Some things have changed recently. For example, the ABR is now handling all remote-proctoring in-house instead of using Procturio.
Something things haven’t really changed: You still have to do your MOC OLA in small batches at a pace designed to emphasize its longitudinal nature.
And the initial certification process will change, though it’s currently unclear how.
Last year, the ABR conducted a stakeholder input survey about initial certification (i.e. the Core and Certifying exams). This slide was their summary of those findings, which is a compellingly honest accounting of the current situation:
Multiple choice questions (MCQ) can adequately (though not optimally) assess knowledge, but the overall process is a poor measure of clinical competence as it pertains to interpretation skills, communication skills, and professionalism.
I think we can all agree with that conclusion.
They then went on to (vaguely) describe their ongoing process to evaluate potential solutions. They plan to announce proposed changes in June 2023 (though potentially earlier in April, even).
Reading between the lines, it sounds like the ABR plans to focus on changing the Certifying Exam component of the initial certification duo, as they basically acknowledged that they have a hard time justifying the post-training Certifying exam as providing any additional value when it’s functionally just an awkwardly timed and arguably easier version of the same test people already took. Even the NBME realized that USMLE Step 3 had to be at least partially different than Step 1 and Step 2 if it was going to pretend to be anything other than a money grab.

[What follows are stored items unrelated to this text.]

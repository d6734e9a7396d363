use chrono::{DateTime, Utc};
use serde::{Deserialize, Serialize};
use sqlx::FromRow;
use utoipa::ToSchema;
use uuid::Uuid;

use crate::features::users::models::{Role, User};
use crate::modules::storage::FileDescriptor;

/// The authenticated principal attached to every request by the session
/// middleware. Rebuilt from the users table on each request; never cached.
#[derive(Debug, Clone, Serialize, Deserialize, ToSchema)]
pub struct AuthenticatedUser {
    pub id: Uuid,
    pub username: String,
    pub email: String,
    pub role: Role,
    /// False for externally-authenticated (Google) accounts, which have no
    /// local password and must not be offered a password change.
    pub password_set: bool,
    pub profile_picture: Option<FileDescriptor>,
}

impl From<User> for AuthenticatedUser {
    fn from(user: User) -> Self {
        Self {
            id: user.id,
            username: user.username,
            email: user.email,
            role: user.role,
            password_set: user.password.is_some(),
            profile_picture: user.profile_picture.map(|p| p.0),
        }
    }
}

/// Database model for a server-side session. The principal is the user's
/// email, re-resolved to the full user record on every request.
#[derive(Debug, Clone, FromRow)]
#[allow(dead_code)]
pub struct Session {
    pub id: Uuid,
    pub token: String,
    pub user_email: String,
    pub created_at: DateTime<Utc>,
    pub expires_at: DateTime<Utc>,
}

/// Raw session token of the current request, stored in the request
/// extensions by the auth middleware so logout can revoke it.
#[derive(Debug, Clone)]
pub struct SessionToken(pub String);

#[cfg(test)]
mod tests {
    use super::*;
    use sqlx::types::Json;

    fn user(password: Option<&str>) -> User {
        User {
            id: Uuid::new_v4(),
            username: "anna".to_string(),
            email: "anna@example.com".to_string(),
            password: password.map(String::from),
            role: Role::Student,
            profile_picture: Some(Json(FileDescriptor {
                filename: "p.png".to_string(),
                path: "profilePictures/p.png".to_string(),
                size: 10,
                mimetype: "image/png".to_string(),
            })),
            created_at: Utc::now(),
        }
    }

    #[test]
    fn password_set_reflects_local_account() {
        let principal = AuthenticatedUser::from(user(Some("$2b$10$hash")));
        assert!(principal.password_set);
    }

    #[test]
    fn google_account_has_no_password_change() {
        let principal = AuthenticatedUser::from(user(None));
        assert!(!principal.password_set);
        assert!(principal.profile_picture.is_some());
    }
}
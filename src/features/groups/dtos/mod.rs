mod group_dto;

pub use group_dto::{
    AddUsersToGroupDto, CreateGroupDto, DeleteGroupQuery, GroupResponseDto, GroupsOfUserQuery,
    RemoveUserFromGroupQuery,
};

Whether the ABR is able to make the Certifying Exam usefully different or just demonstrably different is of course another story entirely. Doing what I have suggested and focusing on radiology simulation isn’t easy.
Current residents, if that scares you, no need to fret:
ABR committed to providing at least 5 years’ notice before any substantive changes with be implemented in the DR Initial Certifying process to ensure that residents currently in training are not impacted.
We are a lifecycle away from any change.
But the ABR did reiterate that their hope for the Certifying Exam is a better demonstration of the skills needed for general practice.
But no, I don’t think they’ll be bringing back the oral boards.